== RECORDS FOR PROCESSING
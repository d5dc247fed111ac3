use std::collections::{BTreeMap, HashMap};
use std::sync::RwLock;

use chrono::{DateTime, Utc};
use serde::{Deserialize, Serialize};

use medipaw_catalog::ProductId;
use medipaw_core::{AggregateId, DomainError, DomainResult, UserId};

/// Prescription identifier.
#[derive(Debug, Copy, Clone, PartialEq, Eq, Hash, Serialize, Deserialize)]
#[serde(transparent)]
pub struct PrescriptionId(pub AggregateId);

impl PrescriptionId {
    pub fn new(id: AggregateId) -> Self {
        Self(id)
    }
}

impl core::fmt::Display for PrescriptionId {
    fn fmt(&self, f: &mut core::fmt::Formatter<'_>) -> core::fmt::Result {
        core::fmt::Display::fmt(&self.0, f)
    }
}

/// Prescription review lifecycle.
#[derive(Debug, Clone, Copy, PartialEq, Eq, Serialize, Deserialize)]
#[serde(rename_all = "lowercase")]
pub enum PrescriptionStatus {
    Pending,
    Approved,
    Rejected,
}

/// Reviewer verdict, applied one-shot via [`Prescription::decide`].
#[derive(Debug, Clone, PartialEq, Eq, Serialize, Deserialize)]
#[serde(tag = "verdict", rename_all = "lowercase")]
pub enum ReviewDecision {
    Approve {
        /// Per-product quantities the reviewer signed off on.
        quantities: BTreeMap<ProductId, u32>,
        notes: Option<String>,
    },
    Reject {
        notes: Option<String>,
    },
}

/// An uploaded prescription document and its review state.
#[derive(Debug, Clone, PartialEq, Eq, Serialize, Deserialize)]
pub struct Prescription {
    pub id: PrescriptionId,
    pub user_id: UserId,
    /// Reference to the uploaded document (storage URL or object key).
    pub document_ref: String,
    pub status: PrescriptionStatus,
    /// Reviewer-chosen (product, approved quantity) pairs; empty until approved.
    pub approved_quantities: BTreeMap<ProductId, u32>,
    pub admin_notes: Option<String>,
    pub created_at: DateTime<Utc>,
    pub decided_at: Option<DateTime<Utc>>,
}

impl Prescription {
    pub fn upload(
        id: PrescriptionId,
        user_id: UserId,
        document_ref: impl Into<String>,
        now: DateTime<Utc>,
    ) -> DomainResult<Self> {
        let document_ref = document_ref.into();
        if document_ref.trim().is_empty() {
            return Err(DomainError::validation("document reference cannot be empty"));
        }
        Ok(Self {
            id,
            user_id,
            document_ref,
            status: PrescriptionStatus::Pending,
            approved_quantities: BTreeMap::new(),
            admin_notes: None,
            created_at: now,
            decided_at: None,
        })
    }

    /// Apply the reviewer's verdict.
    ///
    /// Only `Pending → Approved` and `Pending → Rejected` exist; a decided
    /// prescription is immutable and re-review requires a new upload.
    pub fn decide(&mut self, decision: ReviewDecision, now: DateTime<Utc>) -> DomainResult<()> {
        if self.status != PrescriptionStatus::Pending {
            return Err(DomainError::invariant(
                "prescription is already decided; upload a new one for re-review",
            ));
        }

        match decision {
            ReviewDecision::Approve { quantities, notes } => {
                if quantities.is_empty() {
                    return Err(DomainError::validation(
                        "approval must name at least one product quantity",
                    ));
                }
                if quantities.values().any(|qty| *qty == 0) {
                    return Err(DomainError::validation(
                        "approved quantities must be positive",
                    ));
                }
                self.status = PrescriptionStatus::Approved;
                self.approved_quantities = quantities;
                self.admin_notes = notes;
            }
            ReviewDecision::Reject { notes } => {
                self.status = PrescriptionStatus::Rejected;
                self.admin_notes = notes;
            }
        }

        self.decided_at = Some(now);
        Ok(())
    }

    /// Quantity the reviewer approved for one product, if any.
    pub fn approved_quantity_for(&self, product_id: ProductId) -> Option<u32> {
        self.approved_quantities.get(&product_id).copied()
    }
}

/// In-memory prescription registry.
///
/// The fulfillment workflow reads from it; only the review workflow
/// (`decide`) writes to it.
#[derive(Debug, Default)]
pub struct PrescriptionDirectory {
    prescriptions: RwLock<HashMap<PrescriptionId, Prescription>>,
}

impl PrescriptionDirectory {
    pub fn new() -> Self {
        Self::default()
    }

    pub fn upload(
        &self,
        user_id: UserId,
        document_ref: impl Into<String>,
        now: DateTime<Utc>,
    ) -> DomainResult<Prescription> {
        let prescription = Prescription::upload(
            PrescriptionId::new(AggregateId::new()),
            user_id,
            document_ref,
            now,
        )?;

        let mut prescriptions = self
            .prescriptions
            .write()
            .unwrap_or_else(|e| e.into_inner());
        prescriptions.insert(prescription.id, prescription.clone());
        Ok(prescription)
    }

    /// Apply a review decision and return the updated record.
    pub fn decide(
        &self,
        id: PrescriptionId,
        decision: ReviewDecision,
        now: DateTime<Utc>,
    ) -> DomainResult<Prescription> {
        let mut prescriptions = self
            .prescriptions
            .write()
            .unwrap_or_else(|e| e.into_inner());
        let prescription = prescriptions.get_mut(&id).ok_or(DomainError::NotFound)?;
        prescription.decide(decision, now)?;
        Ok(prescription.clone())
    }

    pub fn get(&self, id: PrescriptionId) -> Option<Prescription> {
        self.prescriptions
            .read()
            .ok()
            .and_then(|prescriptions| prescriptions.get(&id).cloned())
    }

    pub fn for_user(&self, user_id: UserId) -> Vec<Prescription> {
        self.prescriptions
            .read()
            .map(|prescriptions| {
                prescriptions
                    .values()
                    .filter(|p| p.user_id == user_id)
                    .cloned()
                    .collect()
            })
            .unwrap_or_default()
    }
}
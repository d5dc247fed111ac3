use reqwest::StatusCode;
use serde_json::json;

use medipaw_api::app::{build_app, AppConfig};

const SECRET: &str = "whsec_black_box";

struct TestServer {
    base_url: String,
    handle: tokio::task::JoinHandle<()>,
}

impl TestServer {
    async fn spawn() -> Self {
        // Build the app (same router as prod), but bind to an ephemeral port.
        let (app, _state) = build_app(AppConfig {
            gateway_secret: SECRET.to_string(),
            currency: "INR".to_string(),
        });
        let listener = tokio::net::TcpListener::bind("127.0.0.1:0")
            .await
            .expect("failed to bind ephemeral port");
        let addr = listener.local_addr().unwrap();
        let base_url = format!("http://{}", addr);

        let handle = tokio::spawn(async move {
            axum::serve(listener, app).await.unwrap();
        });

        Self { base_url, handle }
    }
}

impl Drop for TestServer {
    fn drop(&mut self) {
        self.handle.abort();
    }
}

/// Compute the callback signature the gateway would send.
fn gateway_signature(gateway_order_id: &str, gateway_payment_id: &str) -> String {
    use hmac::{Hmac, Mac};
    use sha2::Sha256;

    type HmacSha256 = Hmac<Sha256>;

    let mut mac =
        HmacSha256::new_from_slice(SECRET.as_bytes()).expect("HMAC can take key of any size");
    mac.update(format!("{gateway_order_id}|{gateway_payment_id}").as_bytes());
    hex::encode(mac.finalize().into_bytes())
}

fn user_id() -> String {
    uuid::Uuid::now_v7().to_string()
}

async fn create_product(
    client: &reqwest::Client,
    base_url: &str,
    price: u64,
    stock: u32,
    gated: bool,
) -> serde_json::Value {
    let res = client
        .post(format!("{}/products", base_url))
        .json(&json!({
            "name": if gated { "Amoxicillin 500mg" } else { "Flea Collar" },
            "price": price,
            "stock": stock,
            "requires_prescription": gated,
            "kind": if gated { "medicine" } else { "pet" },
        }))
        .send()
        .await
        .unwrap();
    assert_eq!(res.status(), StatusCode::CREATED);
    res.json().await.unwrap()
}

async fn create_order(
    client: &reqwest::Client,
    base_url: &str,
    product_id: &str,
    quantity: u32,
    prescription_ref: Option<&str>,
) -> serde_json::Value {
    let res = client
        .post(format!("{}/orders", base_url))
        .json(&json!({
            "user_id": user_id(),
            "lines": [{
                "product_id": product_id,
                "quantity": quantity,
                "prescription_ref": prescription_ref,
            }],
        }))
        .send()
        .await
        .unwrap();
    assert_eq!(res.status(), StatusCode::CREATED);
    res.json().await.unwrap()
}

async fn pay_order(
    client: &reqwest::Client,
    base_url: &str,
    order_id: &str,
) -> serde_json::Value {
    let res = client
        .post(format!("{}/orders/{}/intent", base_url, order_id))
        .send()
        .await
        .unwrap();
    assert_eq!(res.status(), StatusCode::CREATED);
    let intent: serde_json::Value = res.json().await.unwrap();

    let gateway_order_id = intent["gateway_order_id"].as_str().unwrap();
    let res = client
        .post(format!("{}/payments/callback", base_url))
        .json(&json!({
            "gateway_order_id": gateway_order_id,
            "gateway_payment_id": "pay_e2e",
            "amount": intent["amount"],
            "signature": gateway_signature(gateway_order_id, "pay_e2e"),
        }))
        .send()
        .await
        .unwrap();
    assert_eq!(res.status(), StatusCode::OK);
    res.json().await.unwrap()
}

#[tokio::test]
async fn ungated_order_completes_over_http() {
    let server = TestServer::spawn().await;
    let client = reqwest::Client::new();

    let product = create_product(&client, &server.base_url, 1299, 10, false).await;
    let product_id = product["id"].as_str().unwrap();

    let order = create_order(&client, &server.base_url, product_id, 2, None).await;
    let order_id = order["id"].as_str().unwrap();
    assert_eq!(order["total"], 2598);
    assert_eq!(order["fulfillment_status"], "draft");

    let ack = pay_order(&client, &server.base_url, order_id).await;
    assert_eq!(ack["fulfillment_status"], "fulfilling");
    assert_eq!(ack["payment_status"], "paid");

    let res = client
        .post(format!("{}/orders/{}/fulfill", server.base_url, order_id))
        .send()
        .await
        .unwrap();
    assert_eq!(res.status(), StatusCode::OK);
    let done: serde_json::Value = res.json().await.unwrap();
    assert_eq!(done["fulfillment_status"], "completed");
}

#[tokio::test]
async fn gated_order_goes_through_review_over_http() {
    let server = TestServer::spawn().await;
    let client = reqwest::Client::new();

    let product = create_product(&client, &server.base_url, 2000, 5, true).await;
    let product_id = product["id"].as_str().unwrap();

    // Upload a prescription first, then order against it.
    let res = client
        .post(format!("{}/prescriptions", server.base_url))
        .json(&json!({
            "user_id": user_id(),
            "document_ref": "uploads/rx-e2e.pdf",
        }))
        .send()
        .await
        .unwrap();
    assert_eq!(res.status(), StatusCode::CREATED);
    let prescription: serde_json::Value = res.json().await.unwrap();
    let prescription_id = prescription["id"].as_str().unwrap();

    let order =
        create_order(&client, &server.base_url, product_id, 2, Some(prescription_id)).await;
    let order_id = order["id"].as_str().unwrap();

    let ack = pay_order(&client, &server.base_url, order_id).await;
    assert_eq!(ack["fulfillment_status"], "under_review");

    // The admin approves the full quantity; the order is released.
    let res = client
        .post(format!(
            "{}/prescriptions/{}/decision",
            server.base_url, prescription_id
        ))
        .json(&json!({
            "verdict": "approve",
            "quantities": { product_id: 2 },
            "notes": "verified",
        }))
        .send()
        .await
        .unwrap();
    assert_eq!(res.status(), StatusCode::OK);

    let res = client
        .get(format!("{}/orders/{}", server.base_url, order_id))
        .send()
        .await
        .unwrap();
    let current: serde_json::Value = res.json().await.unwrap();
    assert_eq!(current["fulfillment_status"], "fulfilling");

    // Deciding the same prescription again is refused (one-shot review).
    let res = client
        .post(format!(
            "{}/prescriptions/{}/decision",
            server.base_url, prescription_id
        ))
        .json(&json!({ "verdict": "reject" }))
        .send()
        .await
        .unwrap();
    assert_eq!(res.status(), StatusCode::UNPROCESSABLE_ENTITY);
}

#[tokio::test]
async fn tampered_callback_is_rejected_generically() {
    let server = TestServer::spawn().await;
    let client = reqwest::Client::new();

    let product = create_product(&client, &server.base_url, 900, 3, false).await;
    let product_id = product["id"].as_str().unwrap();
    let order = create_order(&client, &server.base_url, product_id, 1, None).await;
    let order_id = order["id"].as_str().unwrap();

    let res = client
        .post(format!("{}/orders/{}/intent", server.base_url, order_id))
        .send()
        .await
        .unwrap();
    let intent: serde_json::Value = res.json().await.unwrap();
    let gateway_order_id = intent["gateway_order_id"].as_str().unwrap();

    // Signature over a different payment id: refused without leaking detail.
    let res = client
        .post(format!("{}/payments/callback", server.base_url))
        .json(&json!({
            "gateway_order_id": gateway_order_id,
            "gateway_payment_id": "pay_real",
            "amount": intent["amount"],
            "signature": gateway_signature(gateway_order_id, "pay_other"),
        }))
        .send()
        .await
        .unwrap();
    assert_eq!(res.status(), StatusCode::BAD_REQUEST);
    let body: serde_json::Value = res.json().await.unwrap();
    assert_eq!(body["error"], "verification_failed");
    assert_eq!(body["message"], "payment verification failed");

    // The order did not move.
    let res = client
        .get(format!("{}/orders/{}", server.base_url, order_id))
        .send()
        .await
        .unwrap();
    let current: serde_json::Value = res.json().await.unwrap();
    assert_eq!(current["fulfillment_status"], "awaiting_payment");
}

#[tokio::test]
async fn order_events_stream_delivers_status_updates() {
    let server = TestServer::spawn().await;
    let client = reqwest::Client::new();

    let product = create_product(&client, &server.base_url, 500, 5, false).await;
    let product_id = product["id"].as_str().unwrap();
    let order = create_order(&client, &server.base_url, product_id, 1, None).await;
    let order_id = order["id"].as_str().unwrap().to_string();

    // Open the SSE subscription before triggering the transition.
    let mut events = client
        .get(format!("{}/orders/{}/events", server.base_url, order_id))
        .send()
        .await
        .unwrap();
    assert_eq!(events.status(), StatusCode::OK);

    let res = client
        .post(format!("{}/orders/{}/intent", server.base_url, order_id))
        .send()
        .await
        .unwrap();
    assert_eq!(res.status(), StatusCode::CREATED);

    // The first data frame carries the payment_requested transition.
    let mut received = String::new();
    let deadline = std::time::Duration::from_secs(5);
    let frame = tokio::time::timeout(deadline, async {
        loop {
            match events.chunk().await.unwrap() {
                Some(chunk) => {
                    received.push_str(&String::from_utf8_lossy(&chunk));
                    if received.contains("order.payment_requested") {
                        return received.clone();
                    }
                }
                None => panic!("event stream closed before any update arrived"),
            }
        }
    })
    .await
    .expect("no status update within timeout");

    assert!(frame.contains("order.payment_requested"));
    assert!(frame.contains(&order_id));
}
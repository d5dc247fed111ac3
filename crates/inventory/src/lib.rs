//! Inventory ledger: atomic stock reservations.
//!
//! This crate contains the one piece of state that must never oversell: the
//! per-product available count. Reservations are ephemeral holds, convertible
//! to permanent decrements (`commit`) or returnable to available stock
//! (`release`).

pub mod ledger;

pub use ledger::{
    InventoryLedger, LedgerError, ReservationId, StockReservation, DEFAULT_RESERVATION_TTL_MINUTES,
};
====
- [PROBLEM DETAILS]
Take every line from the records that holds "uploaded" and copy it down.

- [ANSWER BOX]
/// An uploaded prescription document and its review state.
    /// Reference to the uploaded document (storage URL or object key).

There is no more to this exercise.